Microstructural dynamics and boundary singularities generate complex multiresolution patterns, which are difficult to model with the continuum approaches using partial differential equations. To provide an effective solver across the diverse scales with different physics the continuum dynamics must be augmented with atomistic models, such as non-equilibrium molecular dynamics (NEMD). The spatio-temporal disparities between continuum and atomistic approaches make this coupling a computationally demanding task. We present a multiresolution homogeneous particle paradigm, as a cross-scale model, which allows producing the microscopic and macroscopic modes in the mesoscopic scale. We describe a discrete-particle model in which the following spatio-temporal scales are obtained by subsequent coarse-graining of hierarchical systems consisting of atoms, molecules, fluid particles and moving grid nodes.

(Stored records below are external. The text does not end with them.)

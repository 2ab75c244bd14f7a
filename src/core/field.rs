//! Structured key/value fields attached to records and loggers

use serde::Serialize;
use std::borrow::Cow;
use std::fmt;
use std::sync::Arc;
use std::time::Duration;

/// A deferred field value, computed only when a handler renders the record.
#[derive(Clone)]
pub struct LazyValue(Arc<dyn Fn() -> FieldValue + Send + Sync>);

impl LazyValue {
    pub fn new<F>(f: F) -> Self
    where
        F: Fn() -> FieldValue + Send + Sync + 'static,
    {
        Self(Arc::new(f))
    }

    pub fn evaluate(&self) -> FieldValue {
        (self.0)()
    }
}

impl fmt::Debug for LazyValue {
    fn fmt(&self, f: &mut fmt::Formatter<'_>) -> fmt::Result {
        f.write_str("LazyValue(..)")
    }
}

/// Value type for structured logging fields
#[derive(Debug, Clone)]
pub enum FieldValue {
    String(String),
    Int(i64),
    Uint(u64),
    Float(f64),
    Bool(bool),
    Null,
    /// Arbitrary structured data, rendered as nested JSON.
    Json(serde_json::Value),
    /// Nested fields under one key.
    Group(Vec<Field>),
    Lazy(LazyValue),
}

impl FieldValue {
    /// Resolve lazy values; every other variant is borrowed unchanged.
    ///
    /// A lazy value producing another lazy value is resolved repeatedly.
    pub fn resolve(&self) -> Cow<'_, FieldValue> {
        match self {
            FieldValue::Lazy(lazy) => {
                let mut value = lazy.evaluate();
                while let FieldValue::Lazy(inner) = value {
                    value = inner.evaluate();
                }
                Cow::Owned(value)
            }
            other => Cow::Borrowed(other),
        }
    }

    /// Whether the value renders as a nested structure rather than a scalar.
    pub fn is_complex(&self) -> bool {
        match self {
            FieldValue::Group(_) => true,
            FieldValue::Json(value) => value.is_object() || value.is_array(),
            _ => false,
        }
    }

    /// Convert to serde_json::Value for JSON serialization
    #[must_use]
    pub fn to_json_value(&self) -> serde_json::Value {
        match self {
            FieldValue::String(s) => serde_json::Value::String(s.clone()),
            FieldValue::Int(i) => serde_json::Value::Number((*i).into()),
            FieldValue::Uint(u) => serde_json::Value::Number((*u).into()),
            FieldValue::Float(f) => serde_json::Number::from_f64(*f)
                .map(serde_json::Value::Number)
                .unwrap_or(serde_json::Value::Null),
            FieldValue::Bool(b) => serde_json::Value::Bool(*b),
            FieldValue::Null => serde_json::Value::Null,
            FieldValue::Json(value) => value.clone(),
            FieldValue::Group(fields) => {
                let mut map = serde_json::Map::with_capacity(fields.len());
                for field in fields {
                    map.insert(field.key.clone(), field.value.resolve().to_json_value());
                }
                serde_json::Value::Object(map)
            }
            FieldValue::Lazy(lazy) => lazy.evaluate().to_json_value(),
        }
    }
}

impl fmt::Display for FieldValue {
    fn fmt(&self, f: &mut fmt::Formatter<'_>) -> fmt::Result {
        match self {
            FieldValue::String(s) => write!(f, "{}", s),
            FieldValue::Int(i) => write!(f, "{}", i),
            FieldValue::Uint(u) => write!(f, "{}", u),
            FieldValue::Float(fl) => write!(f, "{}", fl),
            FieldValue::Bool(b) => write!(f, "{}", b),
            FieldValue::Null => write!(f, "null"),
            FieldValue::Json(serde_json::Value::String(s)) => write!(f, "{}", s),
            FieldValue::Json(_) | FieldValue::Group(_) => write!(f, "{}", self.to_json_value()),
            FieldValue::Lazy(lazy) => write!(f, "{}", lazy.evaluate()),
        }
    }
}

impl From<String> for FieldValue {
    fn from(s: String) -> Self {
        FieldValue::String(s)
    }
}

impl From<&str> for FieldValue {
    fn from(s: &str) -> Self {
        FieldValue::String(s.to_string())
    }
}

impl From<&String> for FieldValue {
    fn from(s: &String) -> Self {
        FieldValue::String(s.clone())
    }
}

impl From<i64> for FieldValue {
    fn from(i: i64) -> Self {
        FieldValue::Int(i)
    }
}

impl From<i32> for FieldValue {
    fn from(i: i32) -> Self {
        FieldValue::Int(i64::from(i))
    }
}

impl From<u64> for FieldValue {
    fn from(u: u64) -> Self {
        FieldValue::Uint(u)
    }
}

impl From<u32> for FieldValue {
    fn from(u: u32) -> Self {
        FieldValue::Uint(u64::from(u))
    }
}

impl From<usize> for FieldValue {
    fn from(u: usize) -> Self {
        FieldValue::Uint(u as u64)
    }
}

impl From<f64> for FieldValue {
    fn from(f: f64) -> Self {
        FieldValue::Float(f)
    }
}

impl From<f32> for FieldValue {
    fn from(f: f32) -> Self {
        FieldValue::Float(f64::from(f))
    }
}

impl From<bool> for FieldValue {
    fn from(b: bool) -> Self {
        FieldValue::Bool(b)
    }
}

impl From<serde_json::Value> for FieldValue {
    fn from(value: serde_json::Value) -> Self {
        FieldValue::Json(value)
    }
}

impl<T: Into<FieldValue>> From<Option<T>> for FieldValue {
    fn from(value: Option<T>) -> Self {
        value.map_or(FieldValue::Null, Into::into)
    }
}

/// One structured key/value attribute.
#[derive(Debug, Clone)]
pub struct Field {
    pub key: String,
    pub value: FieldValue,
}

impl Field {
    pub fn new<K, V>(key: K, value: V) -> Self
    where
        K: Into<String>,
        V: Into<FieldValue>,
    {
        Self {
            key: key.into(),
            value: value.into(),
        }
    }

    /// An `error` field carrying the error's display text.
    pub fn error(err: &dyn std::error::Error) -> Self {
        Self::new("error", err.to_string())
    }

    /// A field holding any serializable value.
    ///
    /// Values that fail to serialize are recorded as their error text.
    pub fn any<K, T>(key: K, value: &T) -> Self
    where
        K: Into<String>,
        T: Serialize + ?Sized,
    {
        let value = match serde_json::to_value(value) {
            Ok(json) => FieldValue::Json(json),
            Err(err) => FieldValue::String(format!("!serialize: {}", err)),
        };
        Self {
            key: key.into(),
            value,
        }
    }

    pub fn duration<K: Into<String>>(key: K, value: Duration) -> Self {
        Self::new(key, format!("{:?}", value))
    }

    pub fn group<K: Into<String>>(key: K, fields: Vec<Field>) -> Self {
        Self {
            key: key.into(),
            value: FieldValue::Group(fields),
        }
    }

    /// A field whose value is produced on demand by `f`.
    ///
    /// `f` runs only if a handler actually renders the record.
    pub fn lazy<K, F>(key: K, f: F) -> Self
    where
        K: Into<String>,
        F: Fn() -> FieldValue + Send + Sync + 'static,
    {
        Self {
            key: key.into(),
            value: FieldValue::Lazy(LazyValue::new(f)),
        }
    }

    /// A copy of this field with `prefix` prepended to the key.
    pub fn prefixed(&self, prefix: &str) -> Self {
        if prefix.is_empty() {
            return self.clone();
        }
        Self {
            key: format!("{}{}", prefix, self.key),
            value: self.value.clone(),
        }
    }
}

impl<K, V> From<(K, V)> for Field
where
    K: Into<String>,
    V: Into<FieldValue>,
{
    fn from((key, value): (K, V)) -> Self {
        Field::new(key, value)
    }
}

#[cfg(test)]
mod tests {
    use super::*;
    use std::sync::atomic::{AtomicUsize, Ordering};

    #[test]
    fn test_conversions() {
        assert!(matches!(Field::new("a", 1).value, FieldValue::Int(1)));
        assert!(matches!(Field::new("a", 1u64).value, FieldValue::Uint(1)));
        assert!(matches!(Field::new("a", true).value, FieldValue::Bool(true)));
        assert!(matches!(Field::new("a", None::<i64>).value, FieldValue::Null));
        assert!(matches!(Field::new("a", "x").value, FieldValue::String(ref s) if s == "x"));
    }

    #[test]
    fn test_lazy_evaluated_on_resolve_only() {
        let calls = Arc::new(AtomicUsize::new(0));
        let counter = Arc::clone(&calls);
        let field = Field::lazy("expensive", move || {
            counter.fetch_add(1, Ordering::SeqCst);
            FieldValue::Int(7)
        });

        let cloned = field.clone();
        assert_eq!(calls.load(Ordering::SeqCst), 0);

        assert!(matches!(cloned.value.resolve().as_ref(), FieldValue::Int(7)));
        assert_eq!(calls.load(Ordering::SeqCst), 1);
    }

    #[test]
    fn test_group_to_json() {
        let field = Field::group(
            "req",
            vec![Field::new("method", "GET"), Field::new("status", 200)],
        );
        assert!(field.value.is_complex());
        assert_eq!(
            field.value.to_json_value().to_string(),
            r#"{"method":"GET","status":200}"#
        );
    }

    #[test]
    fn test_any_serializes() {
        #[derive(Serialize)]
        struct Point {
            x: i32,
            y: i32,
        }

        let field = Field::any("point", &Point { x: 1, y: 2 });
        assert_eq!(field.value.to_string(), r#"{"x":1,"y":2}"#);
    }

    #[test]
    fn test_error_field() {
        let err = std::io::Error::new(std::io::ErrorKind::Other, "network error");
        let field = Field::error(&err);
        assert_eq!(field.key, "error");
        assert_eq!(field.value.to_string(), "network error");
    }

    #[test]
    fn test_prefixed() {
        let field = Field::new("id", 5).prefixed("db.");
        assert_eq!(field.key, "db.id");
    }
}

We then show some examples of 2-D and 3-D modeling of the Rayleigh–Taylor fluid instability, phase separation, colloidal arrays and colloidal dynamics in the mesoscale by using fluid particles as the exemplary discretized model. The modeled multiresolution patterns are similar to those observed in laboratory experiments. We show that they can mimic scales ranging from single micelle, colloidal crystals, colloidal aggregates up to the macroscopic phenomena involving the clustering of red blood cells in the vascular system. We can summarize the computationally homogeneous discrete-particle model in the following hierarchical scheme: non-equilibrium molecular dynamics (NEMD), fluid particle model (FPM), thermodynamically consistent DPD and smoothed particle hydrodynamics (SPH).